Yani, şimdi diyeceksiniz, “siz deli kızlar, yapacak bir işiniz yok mu ki bunlara kafa yoruyorsunuz?” Vallahi, deli kızlar olduğumuz doğrudur... Ama kabul edin; tespit ettiğimiz ve skalaya yerleştirdiğimiz insan davranışları da, aynı ölçüde doğru değil mi? Hiç mi kendinizi bunlardan birini yaparken bulmuyorsunuz? Veya çevrenizdekilerin davranışlarını bunlardan biriyle bağdaştırmıyorsunuz? Size ilginç bir saptamada bulunayım mı? Hatta itiraf olsun!

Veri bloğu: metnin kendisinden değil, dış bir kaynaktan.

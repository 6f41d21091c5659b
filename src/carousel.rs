//! Navigable media playlist with an active/adjacent/hidden slot window.
//!
//! Every mutation ends in [`Carousel::reconcile`], which moves each slot to
//! the state its position demands and drives the [`MediaControl`] capability
//! for the transitions. After reconciliation exactly one slot is
//! [`SlotState::Active`] whenever the playlist is non-empty.

use crate::config::AssetKind;
use crate::resolve::{embed_url, is_vertical, resolve_embedded_id, thumbnail_url};

#[derive(Debug, Clone, PartialEq, Eq)]
pub enum MediaItem {
    /// Third-party hosted video, played through the embed player.
    Embedded { id: String, vertical: bool },
    /// File served by the asset origin.
    Direct { locator: String, kind: AssetKind },
}

impl MediaItem {
    /// Embedded when the locator resolves to a video id, direct otherwise.
    pub fn from_locator(locator: &str, kind: AssetKind) -> Self {
        match resolve_embedded_id(locator) {
            Some(id) => MediaItem::Embedded {
                id,
                vertical: is_vertical(locator),
            },
            None => MediaItem::Direct {
                locator: locator.to_string(),
                kind,
            },
        }
    }

    pub fn thumbnail(&self) -> Option<String> {
        match self {
            MediaItem::Embedded { id, .. } => Some(thumbnail_url(id)),
            MediaItem::Direct {
                locator,
                kind: AssetKind::Image,
            } => Some(locator.clone()),
            MediaItem::Direct { .. } => None,
        }
    }

    pub fn locator(&self) -> Option<&str> {
        match self {
            MediaItem::Embedded { .. } => None,
            MediaItem::Direct { locator, .. } => Some(locator),
        }
    }
}

#[derive(Debug, Clone, PartialEq, Eq)]
pub struct MediaEntry {
    pub item: MediaItem,
    pub caption: Option<String>,
}

impl MediaEntry {
    pub fn new(item: MediaItem) -> Self {
        Self {
            item,
            caption: None,
        }
    }

    pub fn with_caption(mut self, caption: Option<String>) -> Self {
        self.caption = caption;
        self
    }
}

#[derive(Debug, Clone, Copy, PartialEq, Eq)]
pub enum SlotState {
    Active,
    Adjacent,
    Hidden,
}

impl SlotState {
    fn for_position(index: usize, current: Option<usize>) -> Self {
        match current {
            Some(c) if index == c => SlotState::Active,
            Some(c) if index + 1 == c || index == c + 1 => SlotState::Adjacent,
            _ => SlotState::Hidden,
        }
    }
}

/// Render state of one playlist entry.
#[derive(Debug, Clone, PartialEq, Eq)]
pub struct Slot {
    pub entry: MediaEntry,
    pub state: SlotState,
    /// Source currently loaded into the rendered element, if it is rendered at all.
    pub source: Option<String>,
    pub playing: bool,
    pub muted: bool,
    /// Number of times an embedded source was reset to stop playback.
    pub reloads: u32,
}

impl Slot {
    fn new(entry: MediaEntry) -> Self {
        Self {
            entry,
            state: SlotState::Hidden,
            source: None,
            playing: false,
            muted: true,
            reloads: 0,
        }
    }

    pub fn item(&self) -> &MediaItem {
        &self.entry.item
    }
}

/// Playback capability applied to slots as they change state.
pub trait MediaControl {
    fn play(&mut self, slot: &mut Slot);
    fn pause(&mut self, slot: &mut Slot);
    /// Drop the rendered element and whatever it holds.
    fn release(&mut self, slot: &mut Slot);
}

/// Stops embedded players by reloading them without autoplay; direct media
/// is paused and muted in place.
#[derive(Debug, Clone, Copy, Default)]
pub struct SourceReset;

impl MediaControl for SourceReset {
    fn play(&mut self, slot: &mut Slot) {
        match &slot.entry.item {
            MediaItem::Embedded { id, .. } => {
                slot.source = Some(embed_url(id, true));
                slot.playing = true;
            }
            MediaItem::Direct { locator, kind } => {
                slot.source = Some(locator.clone());
                slot.playing = *kind == AssetKind::Video;
            }
        }
        slot.muted = false;
    }

    fn pause(&mut self, slot: &mut Slot) {
        match &slot.entry.item {
            MediaItem::Embedded { id, .. } => {
                if slot.playing {
                    slot.reloads += 1;
                }
                slot.source = Some(embed_url(id, false));
            }
            MediaItem::Direct { locator, .. } => {
                if slot.source.is_none() {
                    slot.source = Some(locator.clone());
                }
            }
        }
        slot.playing = false;
        slot.muted = true;
    }

    fn release(&mut self, slot: &mut Slot) {
        slot.source = None;
        slot.playing = false;
        slot.muted = true;
    }
}

#[derive(Debug, Clone, PartialEq, Eq)]
pub struct CarouselSnapshot {
    pub album: Option<String>,
    pub current: Option<usize>,
    pub slots: Vec<Slot>,
}

impl CarouselSnapshot {
    pub fn active(&self) -> Option<&Slot> {
        self.current.and_then(|idx| self.slots.get(idx))
    }
}

#[derive(Debug)]
pub struct Carousel<C> {
    album: Option<String>,
    slots: Vec<Slot>,
    current: Option<usize>,
    control: C,
}

impl<C: MediaControl> Carousel<C> {
    pub fn new(control: C) -> Self {
        Self {
            album: None,
            slots: Vec::new(),
            current: None,
            control,
        }
    }

    pub fn album(&self) -> Option<&str> {
        self.album.as_deref()
    }

    pub fn len(&self) -> usize {
        self.slots.len()
    }

    pub fn is_empty(&self) -> bool {
        self.slots.is_empty()
    }

    pub fn current(&self) -> Option<usize> {
        self.current
    }

    pub fn items(&self) -> impl Iterator<Item = &MediaItem> {
        self.slots.iter().map(Slot::item)
    }

    pub fn slots(&self) -> &[Slot] {
        &self.slots
    }

    pub fn control(&self) -> &C {
        &self.control
    }

    /// Replace everything with `entries` for `album`, positioned at the first entry.
    pub fn load(&mut self, album: &str, entries: Vec<MediaEntry>) {
        self.close();
        self.album = Some(album.to_string());
        self.slots = entries.into_iter().map(Slot::new).collect();
        self.current = (!self.slots.is_empty()).then_some(0);
        self.reconcile();
    }

    /// Append in order; the current position and active slot are left alone.
    pub fn append(&mut self, entries: Vec<MediaEntry>) {
        if entries.is_empty() {
            return;
        }
        self.slots.extend(entries.into_iter().map(Slot::new));
        if self.current.is_none() {
            self.current = Some(0);
        }
        self.reconcile();
    }

    /// Swap the entry at `index` keeping its position; no-op when out of range.
    pub fn replace(&mut self, index: usize, entry: MediaEntry) {
        let Some(slot) = self.slots.get_mut(index) else {
            return;
        };
        if slot.entry == entry {
            return;
        }
        if slot.state == SlotState::Active {
            self.control.pause(slot);
        }
        self.control.release(slot);
        *slot = Slot::new(entry);
        self.reconcile();
    }

    /// Remove every entry, keeping the album open.
    pub fn clear(&mut self) {
        for slot in &mut self.slots {
            if slot.state == SlotState::Active {
                self.control.pause(slot);
            }
            if slot.state != SlotState::Hidden || slot.source.is_some() {
                self.control.release(slot);
            }
        }
        self.slots.clear();
        self.current = None;
    }

    pub fn close(&mut self) {
        self.clear();
        self.album = None;
    }

    pub fn next(&mut self) -> bool {
        match self.current {
            Some(c) if c + 1 < self.slots.len() => {
                self.current = Some(c + 1);
                self.reconcile();
                true
            }
            _ => false,
        }
    }

    pub fn prev(&mut self) -> bool {
        match self.current {
            Some(c) if c > 0 => {
                self.current = Some(c - 1);
                self.reconcile();
                true
            }
            _ => false,
        }
    }

    pub fn select(&mut self, index: usize) -> bool {
        if index >= self.slots.len() || self.current == Some(index) {
            return false;
        }
        self.current = Some(index);
        self.reconcile();
        true
    }

    pub fn snapshot(&self) -> CarouselSnapshot {
        CarouselSnapshot {
            album: self.album.clone(),
            current: self.current,
            slots: self.slots.clone(),
        }
    }

    fn reconcile(&mut self) {
        // Demote first so the outgoing item is stopped before the incoming one starts.
        for idx in 0..self.slots.len() {
            let target = SlotState::for_position(idx, self.current);
            let slot = &mut self.slots[idx];
            if slot.state == target || target == SlotState::Active {
                continue;
            }
            if slot.state == SlotState::Active || target == SlotState::Adjacent {
                self.control.pause(slot);
            }
            if target == SlotState::Hidden {
                self.control.release(slot);
            }
            slot.state = target;
        }
        if let Some(slot) = self.current.and_then(|c| self.slots.get_mut(c))
            && slot.state != SlotState::Active
        {
            self.control.play(slot);
            slot.state = SlotState::Active;
        }
        debug_assert!(
            self.slots.is_empty()
                || self
                    .slots
                    .iter()
                    .filter(|s| s.state == SlotState::Active)
                    .count()
                    == 1
        );
    }
}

Bunları, zaman zaman ve kişiden kişiye değişiklik gösterecek nitelikte, ama kesinlikle nerdeyse hepsini, ben bizzat uyguluyorum desem... Bir davranışı yapıyor olup diğerini yapmıyor oluşum, kişiye daha az veya çok değer verdiğim anlamına mı geliyor? Bir yıl sürpriz kutlama yapıp, sonraki yıl tebrik mesajı göndermem sevgimin azaldığı anlamına mı geliyor? Yooo....!!! Davranışımın doğum günü sahibiyle yakından alakası yok bence... Kendimle ilgili diye düşünüyorum. O dönemin ve günün dinamikleriyle ilgili... kendi duygusal dinamiklerimle ilgili… gündemimde olanların bende yarattığı ağırlık veya hafiflik duygusuyla ilgili...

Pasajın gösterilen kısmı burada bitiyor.